_EXERCISE_:
Transcribe the records below exactly as written, from the opening line through the line that contains "pub fn check_type(&self, mime: &str)".

───── TASK INPUT

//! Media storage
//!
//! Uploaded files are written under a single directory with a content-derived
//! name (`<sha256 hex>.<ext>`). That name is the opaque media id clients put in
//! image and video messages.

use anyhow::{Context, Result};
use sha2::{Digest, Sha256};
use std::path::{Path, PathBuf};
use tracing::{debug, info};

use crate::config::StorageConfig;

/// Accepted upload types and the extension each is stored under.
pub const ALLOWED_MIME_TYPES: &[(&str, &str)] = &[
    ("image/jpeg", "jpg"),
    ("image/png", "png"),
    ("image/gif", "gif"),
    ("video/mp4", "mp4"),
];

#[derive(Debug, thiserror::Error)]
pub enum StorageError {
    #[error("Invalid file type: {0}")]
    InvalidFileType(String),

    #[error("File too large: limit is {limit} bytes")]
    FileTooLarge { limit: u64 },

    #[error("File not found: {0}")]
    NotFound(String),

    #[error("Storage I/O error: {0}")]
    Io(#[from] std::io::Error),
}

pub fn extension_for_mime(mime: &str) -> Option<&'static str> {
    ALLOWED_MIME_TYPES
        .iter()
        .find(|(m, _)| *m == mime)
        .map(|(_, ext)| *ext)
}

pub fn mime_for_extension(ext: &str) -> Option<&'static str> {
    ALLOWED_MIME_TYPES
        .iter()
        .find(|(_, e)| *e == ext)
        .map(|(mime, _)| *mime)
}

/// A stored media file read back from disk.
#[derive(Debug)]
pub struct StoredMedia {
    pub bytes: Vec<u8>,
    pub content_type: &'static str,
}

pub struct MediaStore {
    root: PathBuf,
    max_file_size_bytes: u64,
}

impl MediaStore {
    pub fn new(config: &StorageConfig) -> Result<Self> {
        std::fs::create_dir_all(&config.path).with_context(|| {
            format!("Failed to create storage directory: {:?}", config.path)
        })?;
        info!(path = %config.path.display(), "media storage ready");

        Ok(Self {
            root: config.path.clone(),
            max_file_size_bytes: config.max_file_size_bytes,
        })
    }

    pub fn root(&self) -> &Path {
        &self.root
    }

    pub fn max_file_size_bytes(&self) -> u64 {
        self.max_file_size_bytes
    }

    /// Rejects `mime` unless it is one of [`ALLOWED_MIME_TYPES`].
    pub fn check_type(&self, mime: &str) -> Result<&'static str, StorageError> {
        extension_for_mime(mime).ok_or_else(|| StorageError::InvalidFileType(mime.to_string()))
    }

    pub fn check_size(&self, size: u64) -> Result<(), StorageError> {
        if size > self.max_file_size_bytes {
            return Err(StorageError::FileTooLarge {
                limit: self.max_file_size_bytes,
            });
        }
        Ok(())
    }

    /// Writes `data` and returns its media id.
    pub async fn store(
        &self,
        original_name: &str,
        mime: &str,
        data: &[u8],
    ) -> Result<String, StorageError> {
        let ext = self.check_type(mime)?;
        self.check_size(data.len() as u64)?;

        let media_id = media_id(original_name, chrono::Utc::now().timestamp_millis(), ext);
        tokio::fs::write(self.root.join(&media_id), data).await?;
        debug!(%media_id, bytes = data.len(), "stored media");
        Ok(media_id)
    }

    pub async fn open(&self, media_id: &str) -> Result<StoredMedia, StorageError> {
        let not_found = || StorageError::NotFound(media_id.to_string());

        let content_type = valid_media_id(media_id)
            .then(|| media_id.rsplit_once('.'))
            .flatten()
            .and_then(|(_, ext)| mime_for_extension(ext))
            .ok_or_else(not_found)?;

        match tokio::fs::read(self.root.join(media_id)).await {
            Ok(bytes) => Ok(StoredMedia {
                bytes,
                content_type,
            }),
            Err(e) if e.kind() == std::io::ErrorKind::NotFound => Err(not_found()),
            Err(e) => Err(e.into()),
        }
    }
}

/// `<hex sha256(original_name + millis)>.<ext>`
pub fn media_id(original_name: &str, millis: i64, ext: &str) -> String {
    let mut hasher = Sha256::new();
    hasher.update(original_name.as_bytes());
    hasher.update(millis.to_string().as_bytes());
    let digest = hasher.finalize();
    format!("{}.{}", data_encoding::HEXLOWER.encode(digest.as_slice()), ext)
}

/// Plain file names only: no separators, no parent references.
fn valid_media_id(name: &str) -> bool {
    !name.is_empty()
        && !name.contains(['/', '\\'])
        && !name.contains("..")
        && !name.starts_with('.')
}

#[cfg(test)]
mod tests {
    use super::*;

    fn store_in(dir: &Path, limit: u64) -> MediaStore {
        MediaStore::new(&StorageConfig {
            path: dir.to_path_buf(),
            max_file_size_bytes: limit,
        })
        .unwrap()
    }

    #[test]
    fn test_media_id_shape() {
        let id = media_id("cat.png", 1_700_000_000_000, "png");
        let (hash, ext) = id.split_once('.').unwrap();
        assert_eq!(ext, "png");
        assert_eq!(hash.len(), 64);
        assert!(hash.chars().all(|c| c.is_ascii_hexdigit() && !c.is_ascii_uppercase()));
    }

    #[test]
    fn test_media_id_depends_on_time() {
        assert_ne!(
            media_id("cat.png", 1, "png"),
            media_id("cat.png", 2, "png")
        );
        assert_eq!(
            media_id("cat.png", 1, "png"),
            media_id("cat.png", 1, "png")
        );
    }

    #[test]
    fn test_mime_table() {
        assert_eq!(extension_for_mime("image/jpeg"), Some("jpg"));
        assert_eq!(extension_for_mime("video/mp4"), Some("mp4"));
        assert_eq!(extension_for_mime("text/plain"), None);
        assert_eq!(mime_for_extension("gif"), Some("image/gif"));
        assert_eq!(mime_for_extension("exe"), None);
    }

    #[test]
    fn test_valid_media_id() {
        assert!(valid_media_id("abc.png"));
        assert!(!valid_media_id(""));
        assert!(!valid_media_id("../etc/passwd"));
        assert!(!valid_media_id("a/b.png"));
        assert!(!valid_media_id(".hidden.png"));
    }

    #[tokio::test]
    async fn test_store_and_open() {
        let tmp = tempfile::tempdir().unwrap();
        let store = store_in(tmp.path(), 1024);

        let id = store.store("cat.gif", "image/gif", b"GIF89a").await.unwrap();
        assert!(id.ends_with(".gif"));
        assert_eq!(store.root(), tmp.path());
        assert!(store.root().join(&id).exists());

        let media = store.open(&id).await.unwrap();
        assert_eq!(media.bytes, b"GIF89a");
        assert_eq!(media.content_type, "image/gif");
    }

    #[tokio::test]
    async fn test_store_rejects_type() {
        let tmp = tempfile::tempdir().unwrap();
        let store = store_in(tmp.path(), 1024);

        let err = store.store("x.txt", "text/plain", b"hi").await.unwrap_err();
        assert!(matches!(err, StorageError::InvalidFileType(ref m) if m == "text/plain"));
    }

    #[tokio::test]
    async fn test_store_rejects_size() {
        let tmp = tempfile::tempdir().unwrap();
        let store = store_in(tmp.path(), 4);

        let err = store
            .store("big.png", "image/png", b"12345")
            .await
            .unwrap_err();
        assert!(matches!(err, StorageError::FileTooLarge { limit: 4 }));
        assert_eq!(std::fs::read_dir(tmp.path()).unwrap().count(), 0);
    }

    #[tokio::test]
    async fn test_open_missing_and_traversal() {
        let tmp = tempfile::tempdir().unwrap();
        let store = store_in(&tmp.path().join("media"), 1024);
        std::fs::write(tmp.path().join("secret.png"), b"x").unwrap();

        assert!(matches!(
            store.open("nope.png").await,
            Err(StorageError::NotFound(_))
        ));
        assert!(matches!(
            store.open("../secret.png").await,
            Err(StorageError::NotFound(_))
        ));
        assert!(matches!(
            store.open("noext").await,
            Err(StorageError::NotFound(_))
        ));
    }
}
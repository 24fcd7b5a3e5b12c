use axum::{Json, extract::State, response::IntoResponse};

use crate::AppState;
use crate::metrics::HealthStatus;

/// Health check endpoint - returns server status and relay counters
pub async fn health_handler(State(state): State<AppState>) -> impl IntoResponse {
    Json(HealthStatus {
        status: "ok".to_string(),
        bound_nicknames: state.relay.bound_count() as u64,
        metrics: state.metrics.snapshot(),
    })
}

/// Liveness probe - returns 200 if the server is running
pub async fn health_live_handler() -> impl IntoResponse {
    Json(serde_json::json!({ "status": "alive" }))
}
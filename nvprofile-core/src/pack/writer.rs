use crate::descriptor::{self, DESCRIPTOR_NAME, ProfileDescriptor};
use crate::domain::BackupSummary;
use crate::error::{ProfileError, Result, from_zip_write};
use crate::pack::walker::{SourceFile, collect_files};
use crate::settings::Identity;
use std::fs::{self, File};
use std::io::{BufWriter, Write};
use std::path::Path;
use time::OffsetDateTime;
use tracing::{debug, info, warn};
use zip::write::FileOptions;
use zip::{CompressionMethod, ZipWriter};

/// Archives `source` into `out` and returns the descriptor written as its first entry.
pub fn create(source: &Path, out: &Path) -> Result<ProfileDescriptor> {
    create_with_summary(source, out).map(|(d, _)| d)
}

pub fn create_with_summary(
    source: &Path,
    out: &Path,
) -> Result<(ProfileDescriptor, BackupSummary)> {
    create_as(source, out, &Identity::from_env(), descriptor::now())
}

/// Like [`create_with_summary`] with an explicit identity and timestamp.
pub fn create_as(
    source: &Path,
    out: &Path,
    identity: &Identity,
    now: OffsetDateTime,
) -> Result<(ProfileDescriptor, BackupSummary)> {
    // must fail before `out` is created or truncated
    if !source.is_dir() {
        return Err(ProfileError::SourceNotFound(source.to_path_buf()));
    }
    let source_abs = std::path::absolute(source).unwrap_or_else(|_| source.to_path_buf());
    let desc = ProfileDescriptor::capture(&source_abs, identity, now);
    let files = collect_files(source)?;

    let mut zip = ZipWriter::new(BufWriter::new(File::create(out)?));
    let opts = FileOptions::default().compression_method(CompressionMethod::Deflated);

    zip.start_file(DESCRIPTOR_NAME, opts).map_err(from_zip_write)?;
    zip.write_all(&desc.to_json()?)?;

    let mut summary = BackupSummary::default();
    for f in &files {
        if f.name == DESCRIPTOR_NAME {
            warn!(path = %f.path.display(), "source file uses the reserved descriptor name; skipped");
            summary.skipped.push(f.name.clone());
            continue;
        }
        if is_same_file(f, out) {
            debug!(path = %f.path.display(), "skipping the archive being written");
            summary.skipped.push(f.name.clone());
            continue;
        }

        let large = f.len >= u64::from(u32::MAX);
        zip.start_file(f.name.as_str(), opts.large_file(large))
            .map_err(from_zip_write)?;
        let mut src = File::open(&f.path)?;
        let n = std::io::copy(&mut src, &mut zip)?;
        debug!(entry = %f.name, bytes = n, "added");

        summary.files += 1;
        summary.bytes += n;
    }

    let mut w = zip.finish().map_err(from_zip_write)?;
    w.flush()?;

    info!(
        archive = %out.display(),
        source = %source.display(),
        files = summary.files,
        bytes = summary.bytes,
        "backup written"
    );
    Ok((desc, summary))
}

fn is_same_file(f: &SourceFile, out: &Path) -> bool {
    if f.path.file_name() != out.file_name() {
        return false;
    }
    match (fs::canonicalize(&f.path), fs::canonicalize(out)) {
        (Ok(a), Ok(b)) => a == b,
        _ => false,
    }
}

──────────

_PROBLEM SOLUTION_:
//! Media storage
//!
//! Uploaded files are written under a single directory with a content-derived
//! name (`<sha256 hex>.<ext>`). That name is the opaque media id clients put in
//! image and video messages.

use anyhow::{Context, Result};
use sha2::{Digest, Sha256};
use std::path::{Path, PathBuf};
use tracing::{debug, info};

use crate::config::StorageConfig;

/// Accepted upload types and the extension each is stored under.
pub const ALLOWED_MIME_TYPES: &[(&str, &str)] = &[
    ("image/jpeg", "jpg"),
    ("image/png", "png"),
    ("image/gif", "gif"),
    ("video/mp4", "mp4"),
];

#[derive(Debug, thiserror::Error)]
pub enum StorageError {
    #[error("Invalid file type: {0}")]
    InvalidFileType(String),

    #[error("File too large: limit is {limit} bytes")]
    FileTooLarge { limit: u64 },

    #[error("File not found: {0}")]
    NotFound(String),

    #[error("Storage I/O error: {0}")]
    Io(#[from] std::io::Error),
}

pub fn extension_for_mime(mime: &str) -> Option<&'static str> {
    ALLOWED_MIME_TYPES
        .iter()
        .find(|(m, _)| *m == mime)
        .map(|(_, ext)| *ext)
}

pub fn mime_for_extension(ext: &str) -> Option<&'static str> {
    ALLOWED_MIME_TYPES
        .iter()
        .find(|(_, e)| *e == ext)
        .map(|(mime, _)| *mime)
}

/// A stored media file read back from disk.
#[derive(Debug)]
pub struct StoredMedia {
    pub bytes: Vec<u8>,
    pub content_type: &'static str,
}

pub struct MediaStore {
    root: PathBuf,
    max_file_size_bytes: u64,
}

impl MediaStore {
    pub fn new(config: &StorageConfig) -> Result<Self> {
        std::fs::create_dir_all(&config.path).with_context(|| {
            format!("Failed to create storage directory: {:?}", config.path)
        })?;
        info!(path = %config.path.display(), "media storage ready");

        Ok(Self {
            root: config.path.clone(),
            max_file_size_bytes: config.max_file_size_bytes,
        })
    }

    pub fn root(&self) -> &Path {
        &self.root
    }

    pub fn max_file_size_bytes(&self) -> u64 {
        self.max_file_size_bytes
    }

    /// Rejects `mime` unless it is one of [`ALLOWED_MIME_TYPES`].
    pub fn check_type(&self, mime: &str) -> Result<&'static str, StorageError> {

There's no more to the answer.